The good news is that IPBC breaks down relatively quickly in water through hydrolysis and is not expected to bioaccumulate in organisms or persist in sediment. Still, rinsing mildewcide-treated items directly into storm drains or natural waterways isn’t a good practice. Even compounds that degrade quickly can cause harm at the point of discharge before they break down.
How to Reduce Your Risk
Read the product label before buying, not just before using. The signal word tells you immediately how toxic the formulation is. For routine household mold and mildew prevention, a Category III or IV product will handle most jobs without serious health risk.

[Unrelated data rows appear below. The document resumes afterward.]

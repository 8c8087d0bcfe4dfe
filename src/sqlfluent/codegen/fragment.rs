//! Positioned fragments of generated text
//!
//! A [`Fragment`] is a list of chunks, either literal text or nested fragments, optionally
//! tagged with the source position of the AST node that produced it. Fragments nest the same
//! way the AST does. [`Fragment::flatten`] concatenates the text and records where each
//! positioned piece landed in the output.
//!
//! Mappings are recorded:
//!
//! - whenever text from a different fragment than the previous text starts (a fragment
//!   boundary),
//! - at the start of every new generated line inside positioned text,
//! - as a generated-only entry when unpositioned text follows positioned text, closing the
//!   previous mapping.

use serde::Serialize;

use crate::sqlfluent::ast::range::Position;

#[derive(Debug, Clone, PartialEq, Eq)]
pub enum Chunk {
    Text(String),
    Fragment(Fragment),
}

#[derive(Debug, Clone, PartialEq, Eq, Default)]
pub struct Fragment {
    origin: Option<Position>,
    chunks: Vec<Chunk>,
}

/// A generated position and the source position it came from, if any
#[derive(Debug, Clone, Copy, PartialEq, Eq, Serialize)]
pub struct Mapping {
    pub generated: Position,
    pub original: Option<Position>,
}

/// Output of [`Fragment::flatten`]
#[derive(Debug, Clone, PartialEq, Eq, Default)]
pub struct FlatOutput {
    pub text: String,
    pub mappings: Vec<Mapping>,
}

impl Fragment {
    /// A fragment produced by the node starting at `origin`
    pub fn new(origin: Position) -> Self {
        Self {
            origin: Some(origin),
            chunks: Vec::new(),
        }
    }

    /// A fragment that maps to no source position
    pub fn unpositioned() -> Self {
        Self::default()
    }

    pub fn text(mut self, text: impl Into<String>) -> Self {
        self.push_text(text);
        self
    }

    pub fn child(mut self, fragment: Fragment) -> Self {
        self.push(fragment);
        self
    }

    pub fn push_text(&mut self, text: impl Into<String>) {
        self.chunks.push(Chunk::Text(text.into()));
    }

    pub fn push(&mut self, fragment: Fragment) {
        self.chunks.push(Chunk::Fragment(fragment));
    }

    /// True when no text is produced by this fragment or any fragment below it
    pub fn is_empty(&self) -> bool {
        self.chunks.iter().all(|chunk| match chunk {
            Chunk::Text(text) => text.is_empty(),
            Chunk::Fragment(fragment) => fragment.is_empty(),
        })
    }

    /// Concatenated text, without mappings
    pub fn to_text(&self) -> String {
        self.flatten().text
    }

    pub fn flatten(&self) -> FlatOutput {
        let mut flattener = Flattener::default();
        flattener.walk(self);
        FlatOutput {
            text: flattener.text,
            mappings: flattener.mappings,
        }
    }
}

#[derive(Default)]
struct Flattener {
    text: String,
    line: usize,
    column: usize,
    mappings: Vec<Mapping>,
    next_id: usize,
    /// Fragment id of the previous text chunk, cleared after a line break
    last_fragment: Option<usize>,
    mapping_active: bool,
}

impl Flattener {
    fn walk(&mut self, fragment: &Fragment) {
        let id = self.next_id;
        self.next_id += 1;

        for chunk in &fragment.chunks {
            match chunk {
                Chunk::Text(text) => self.emit(id, fragment.origin, text),
                Chunk::Fragment(child) => self.walk(child),
            }
        }
    }

    fn generated(&self) -> Position {
        Position::new(self.line, self.column)
    }

    fn record(&mut self, original: Option<Position>) {
        let mapping = Mapping {
            generated: self.generated(),
            original,
        };
        match self.mappings.last_mut() {
            Some(last) if last.generated == mapping.generated => *last = mapping,
            _ => self.mappings.push(mapping),
        }
        self.mapping_active = original.is_some();
    }

    fn emit(&mut self, id: usize, origin: Option<Position>, text: &str) {
        if text.is_empty() {
            return;
        }

        if self.last_fragment != Some(id) {
            match origin {
                Some(_) => self.record(origin),
                None if self.mapping_active => self.record(None),
                None => {}
            }
        }
        self.last_fragment = Some(id);

        let mut chars = text.chars().peekable();
        while let Some(ch) = chars.next() {
            self.text.push(ch);
            if ch == '\n' {
                self.line += 1;
                self.column = 0;
                if chars.peek().is_none() {
                    self.last_fragment = None;
                    self.mapping_active = false;
                } else if origin.is_some() {
                    self.record(origin);
                }
            } else {
                self.column += 1;
            }
        }
    }
}

#[cfg(test)]
mod tests {
    use super::*;

    #[test]
    fn test_text_concatenation() {
        let fragment = Fragment::new(Position::new(0, 0))
            .text("a")
            .child(Fragment::new(Position::new(0, 5)).text("b"))
            .text("c");
        assert_eq!(fragment.to_text(), "abc");
    }

    #[test]
    fn test_mapping_at_each_boundary() {
        let fragment = Fragment::new(Position::new(0, 0))
            .text("ab")
            .child(Fragment::new(Position::new(0, 9)).text("cd"))
            .text("ef");
        let mappings = fragment.flatten().mappings;
        assert_eq!(
            mappings,
            vec![
                Mapping {
                    generated: Position::new(0, 0),
                    original: Some(Position::new(0, 0)),
                },
                Mapping {
                    generated: Position::new(0, 2),
                    original: Some(Position::new(0, 9)),
                },
                Mapping {
                    generated: Position::new(0, 4),
                    original: Some(Position::new(0, 0)),
                },
            ]
        );
    }

    #[test]
    fn test_mapping_at_new_lines() {
        let fragment = Fragment::new(Position::new(2, 3)).text("one\ntwo\n").text("three");
        let generated: Vec<Position> = fragment
            .flatten()
            .mappings
            .iter()
            .map(|mapping| mapping.generated)
            .collect();
        assert_eq!(
            generated,
            vec![Position::new(0, 0), Position::new(1, 0), Position::new(2, 0)]
        );
    }

    #[test]
    fn test_unpositioned_text_closes_mapping() {
        let fragment = Fragment::unpositioned()
            .text("head ")
            .child(Fragment::new(Position::new(1, 0)).text("x"))
            .text(" tail");
        let mappings = fragment.flatten().mappings;
        assert_eq!(mappings.len(), 2);
        assert_eq!(mappings[0].original, Some(Position::new(1, 0)));
        assert_eq!(mappings[0].generated, Position::new(0, 5));
        assert_eq!(mappings[1].original, None);
        assert_eq!(mappings[1].generated, Position::new(0, 6));
    }

    #[test]
    fn test_empty_fragments_produce_nothing() {
        let fragment = Fragment::new(Position::new(0, 0)).child(Fragment::new(Position::new(1, 1)));
        assert!(fragment.is_empty());
        let output = fragment.flatten();
        assert!(output.text.is_empty());
        assert!(output.mappings.is_empty());
    }
}
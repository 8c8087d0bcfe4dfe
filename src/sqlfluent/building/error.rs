//! Lowering diagnostics
//!
//! A CST coming out of the grammar engine always has the shape lowering expects. These errors
//! only surface for trees assembled some other way, and are reported instead of panicking.

use serde::Serialize;
use thiserror::Error;

use crate::sqlfluent::ast::range::Position;
use crate::sqlfluent::parsing::{Role, Rule};

#[derive(Debug, Clone, PartialEq, Eq, Serialize, Error)]
pub enum LoweringError {
    #[error("{rule} node at {position} is missing its {role:?} child")]
    MissingChild {
        rule: Rule,
        role: Role,
        position: Position,
    },
    #[error("expected a {expected} node at {position}, found {found}")]
    UnexpectedRule {
        expected: Rule,
        found: Rule,
        position: Position,
    },
    #[error("{rule} node holds no tokens")]
    EmptyNode { rule: Rule },
}

impl LoweringError {
    pub fn position(&self) -> Option<Position> {
        match self {
            LoweringError::MissingChild { position, .. }
            | LoweringError::UnexpectedRule { position, .. } => Some(*position),
            LoweringError::EmptyNode { .. } => None,
        }
    }
}
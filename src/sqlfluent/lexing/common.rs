//! Common lexer module
//!
//! Shared output and error types for the tokenizer.

use serde::Serialize;
use thiserror::Error;

use crate::sqlfluent::ast::range::Position;
use crate::sqlfluent::token::Token;

/// Output from the tokenizer
///
/// Lexing errors are fatal: when `errors` is non-empty `tokens` is always empty, no partial
/// token sequence is handed on.
#[derive(Debug, Clone, Default, PartialEq, Serialize)]
pub struct LexerOutput {
    pub tokens: Vec<Token>,
    pub errors: Vec<LexError>,
}

impl LexerOutput {
    pub fn is_ok(&self) -> bool {
        self.errors.is_empty()
    }

    pub(crate) fn failed(error: LexError) -> Self {
        Self {
            tokens: Vec::new(),
            errors: vec![error],
        }
    }
}

/// No token pattern matched at `offset`
#[derive(Debug, Clone, PartialEq, Eq, Serialize, Error)]
#[error("unexpected character {found:?} at {position} (offset {offset}), unscanned input: {remaining:?}")]
pub struct LexError {
    pub offset: usize,
    pub position: Position,
    pub found: char,
    /// Everything from `offset` to the end of the source
    pub remaining: String,
}
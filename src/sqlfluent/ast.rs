//! Abstract syntax tree
//!
//! The minimal tree produced by lowering: a [`Program`] of [`SelectStatement`]s. Every node
//! carries a [`Range`] that contains the ranges of all its descendants.
//!
//! - [`elements`]: node definitions and the [`NodeRef`] tagged union
//! - [`range`]: positions, ranges and offset to line/column conversion
//! - [`traits`]: the [`AstNode`] interface shared by all nodes
//! - [`snapshot`]: owned, serializable copies of a tree for the output formats

pub mod elements;
pub mod range;
pub mod snapshot;
pub mod traits;

pub use elements::{
    Expression, FromClause, NodeRef, Program, SelectClause, SelectStatement, WhereClause,
};
pub use range::{Position, Range, SourceLocation};
pub use snapshot::{snapshot_node, AstSnapshot};
pub use traits::AstNode;
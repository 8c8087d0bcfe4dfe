//! Location utilities for AST node building
//!
//! Node ranges are the bounding box of everything the node was built from: the tokens of its
//! CST record (keywords and commas included) and the ranges of the AST children built below
//! it. [`Range::bounding_box`] compares positions lexicographically, so the result always
//! contains every input range.

use crate::sqlfluent::ast::range::Range;
use crate::sqlfluent::ast::traits::AstNode;
use crate::sqlfluent::ast::NodeRef;
use crate::sqlfluent::parsing::CstNode;

use super::error::LoweringError;

/// Compute the range covering all `locations`, or an empty range at the origin for none
pub fn compute_location_from_locations(locations: &[Range]) -> Range {
    Range::bounding_box(locations.iter()).unwrap_or_default()
}

/// Range of every token below a CST node
pub fn cst_location(node: &CstNode) -> Result<Range, LoweringError> {
    node.location()
        .ok_or(LoweringError::EmptyNode { rule: node.rule })
}

/// Widen `primary` so it also covers each child node
pub fn aggregate_with_children(primary: Range, children: &[NodeRef<'_>]) -> Range {
    let mut locations = Vec::with_capacity(children.len() + 1);
    locations.push(primary);
    locations.extend(children.iter().map(|child| child.range().clone()));
    compute_location_from_locations(&locations)
}

#[cfg(test)]
mod tests {
    use super::*;
    use crate::sqlfluent::ast::range::Position;
    use crate::sqlfluent::ast::FromClause;
    use crate::sqlfluent::parsing::Rule;

    #[test]
    fn test_empty_locations() {
        assert_eq!(compute_location_from_locations(&[]), Range::default());
    }

    #[test]
    fn test_aggregate_with_children_widens() {
        let primary = Range::new(0..6, Position::new(0, 0), Position::new(0, 6));
        let from = FromClause::new("t").at(Range::new(
            9..15,
            Position::new(1, 0),
            Position::new(1, 6),
        ));
        let location = aggregate_with_children(primary, &[NodeRef::FromClause(&from)]);
        assert_eq!(location.span, 0..15);
        assert_eq!(location.end, Position::new(1, 6));
    }

    #[test]
    fn test_cst_without_tokens_is_error() {
        let error = cst_location(&CstNode::new(Rule::FromClause)).unwrap_err();
        assert_eq!(error, LoweringError::EmptyNode { rule: Rule::FromClause });
    }
}
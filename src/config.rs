use std::path::Path;

use serde::Deserialize;

use crate::constants::{
    AMBUSH_LOOKAHEAD, CAPTURE_SCORE, CONFIG_DEFAULT_PATH, CONFIG_ENV_VAR, FEARFUL_RADIUS,
    MAX_TICK_MS, MIN_TICK_MS, PELLET_SCORE, POWER_PELLET_SCORE, STARTING_LIVES, TICK_MS,
    VULNERABLE_DURATION_MS, WANDER_TURN_CHANCE,
};
use crate::error::ConfigError;

#[derive(Clone, Copy, Debug, Default, PartialEq, Eq, Deserialize)]
#[serde(rename_all = "snake_case")]
pub enum Pathing {
    #[default]
    Greedy,
    Bfs,
}

#[derive(Clone, Copy, Debug, Default, PartialEq, Eq, Deserialize)]
#[serde(rename_all = "snake_case")]
pub enum FrightenedPolicy {
    #[default]
    Flee,
    Random,
}

#[derive(Clone, Debug, PartialEq, Deserialize)]
#[serde(default)]
pub struct SimConfig {
    pub tick_ms: u64,
    pub vulnerable_duration_ms: u64,
    pub starting_lives: u32,
    /// Cells ahead of the player that an Ambusher aims for.
    pub ambush_lookahead: i32,
    /// Manhattan distance under which a Fearful pursuer runs away.
    pub fearful_radius: i32,
    /// Per-tick chance that a wandering pursuer picks a new heading.
    pub wander_turn_chance: f32,
    pub pathing: Pathing,
    pub frightened: FrightenedPolicy,
    pub pellet_score: u32,
    pub power_pellet_score: u32,
    pub capture_score: u32,
    pub seed: u32,
}

impl Default for SimConfig {
    fn default() -> Self {
        Self {
            tick_ms: TICK_MS,
            vulnerable_duration_ms: VULNERABLE_DURATION_MS,
            starting_lives: STARTING_LIVES,
            ambush_lookahead: AMBUSH_LOOKAHEAD,
            fearful_radius: FEARFUL_RADIUS,
            wander_turn_chance: WANDER_TURN_CHANCE,
            pathing: Pathing::Greedy,
            frightened: FrightenedPolicy::Flee,
            pellet_score: PELLET_SCORE,
            power_pellet_score: POWER_PELLET_SCORE,
            capture_score: CAPTURE_SCORE,
            seed: 1,
        }
    }
}

impl SimConfig {
    /// Load config from the env-named file or `config/sim.toml`, falling back
    /// to defaults when neither is usable.
    pub fn load() -> Self {
        if let Ok(path) = std::env::var(CONFIG_ENV_VAR) {
            match Self::from_file(Path::new(&path)) {
                Ok(config) => return config,
                Err(error) => tracing::warn!(%error, "ignoring config from {CONFIG_ENV_VAR}"),
            }
        }
        let default_path = Path::new(CONFIG_DEFAULT_PATH);
        if default_path.is_file() {
            match Self::from_file(default_path) {
                Ok(config) => return config,
                Err(error) => tracing::warn!(%error, "ignoring {CONFIG_DEFAULT_PATH}"),
            }
        }
        Self::default()
    }

    pub fn from_file(path: &Path) -> Result<Self, ConfigError> {
        let contents = std::fs::read_to_string(path).map_err(|source| ConfigError::Io {
            path: path.to_path_buf(),
            source,
        })?;
        Self::from_toml_str(&contents)
    }

    pub fn from_toml_str(contents: &str) -> Result<Self, ConfigError> {
        let config: Self = toml::from_str(contents)?;
        config.validate()?;
        Ok(config)
    }

    pub fn validate(&self) -> Result<(), ConfigError> {
        if !(MIN_TICK_MS..=MAX_TICK_MS).contains(&self.tick_ms) {
            return Err(ConfigError::Invalid(format!(
                "tick_ms must be within {MIN_TICK_MS}..={MAX_TICK_MS}, got {}",
                self.tick_ms
            )));
        }
        if self.starting_lives == 0 {
            return Err(ConfigError::Invalid(
                "starting_lives must be at least 1".to_string(),
            ));
        }
        if !(0.0..=1.0).contains(&self.wander_turn_chance) {
            return Err(ConfigError::Invalid(format!(
                "wander_turn_chance must be within 0..=1, got {}",
                self.wander_turn_chance
            )));
        }
        if self.ambush_lookahead < 0 || self.fearful_radius < 0 {
            return Err(ConfigError::Invalid(
                "ambush_lookahead and fearful_radius must not be negative".to_string(),
            ));
        }
        Ok(())
    }
}

#[cfg(test)]
mod tests {
    use super::*;

    #[test]
    fn empty_toml_yields_defaults() {
        let config = SimConfig::from_toml_str("").expect("empty config parses");
        assert_eq!(config, SimConfig::default());
        assert_eq!(config.starting_lives, 3);
        assert_eq!(config.pathing, Pathing::Greedy);
    }

    #[test]
    fn partial_toml_overrides_only_named_fields() {
        let config = SimConfig::from_toml_str(
            r#"
tick_ms = 100
pathing = "bfs"
frightened = "random"
"#,
        )
        .expect("config parses");
        assert_eq!(config.tick_ms, 100);
        assert_eq!(config.pathing, Pathing::Bfs);
        assert_eq!(config.frightened, FrightenedPolicy::Random);
        assert_eq!(config.vulnerable_duration_ms, VULNERABLE_DURATION_MS);
    }

    #[test]
    fn out_of_range_values_are_rejected() {
        assert!(matches!(
            SimConfig::from_toml_str("tick_ms = 5"),
            Err(ConfigError::Invalid(_))
        ));
        assert!(matches!(
            SimConfig::from_toml_str("starting_lives = 0"),
            Err(ConfigError::Invalid(_))
        ));
        assert!(matches!(
            SimConfig::from_toml_str("wander_turn_chance = 1.5"),
            Err(ConfigError::Invalid(_))
        ));
    }

    #[test]
    fn malformed_toml_is_a_parse_error() {
        assert!(matches!(
            SimConfig::from_toml_str("pathing = \"teleport\""),
            Err(ConfigError::Parse(_))
        ));
    }

    #[test]
    fn missing_file_is_an_io_error() {
        let path = std::env::temp_dir().join("packman-sim-no-such-config.toml");
        assert!(matches!(
            SimConfig::from_file(&path),
            Err(ConfigError::Io { .. })
        ));
    }
}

Regardless of the product’s toxicity rating, wear gloves and eye protection during application. Use an N-95 mask at minimum, especially in enclosed spaces like bathrooms or basements. Open windows or run exhaust fans to ventilate the area. If you’re using a stronger product rated “WARNING” or “DANGER,” follow the label’s protective equipment requirements exactly. Those requirements aren’t suggestions; they’re based on the product’s actual toxicity testing.
Choose gloves made from natural rubber, neoprene, nitrile, polyurethane, or PVC when working with biocides or strong cleaning solutions. Long gloves extending to mid-forearm provide better protection than standard disposable gloves. Remove and wash any clothing that gets contaminated during application before wearing it again.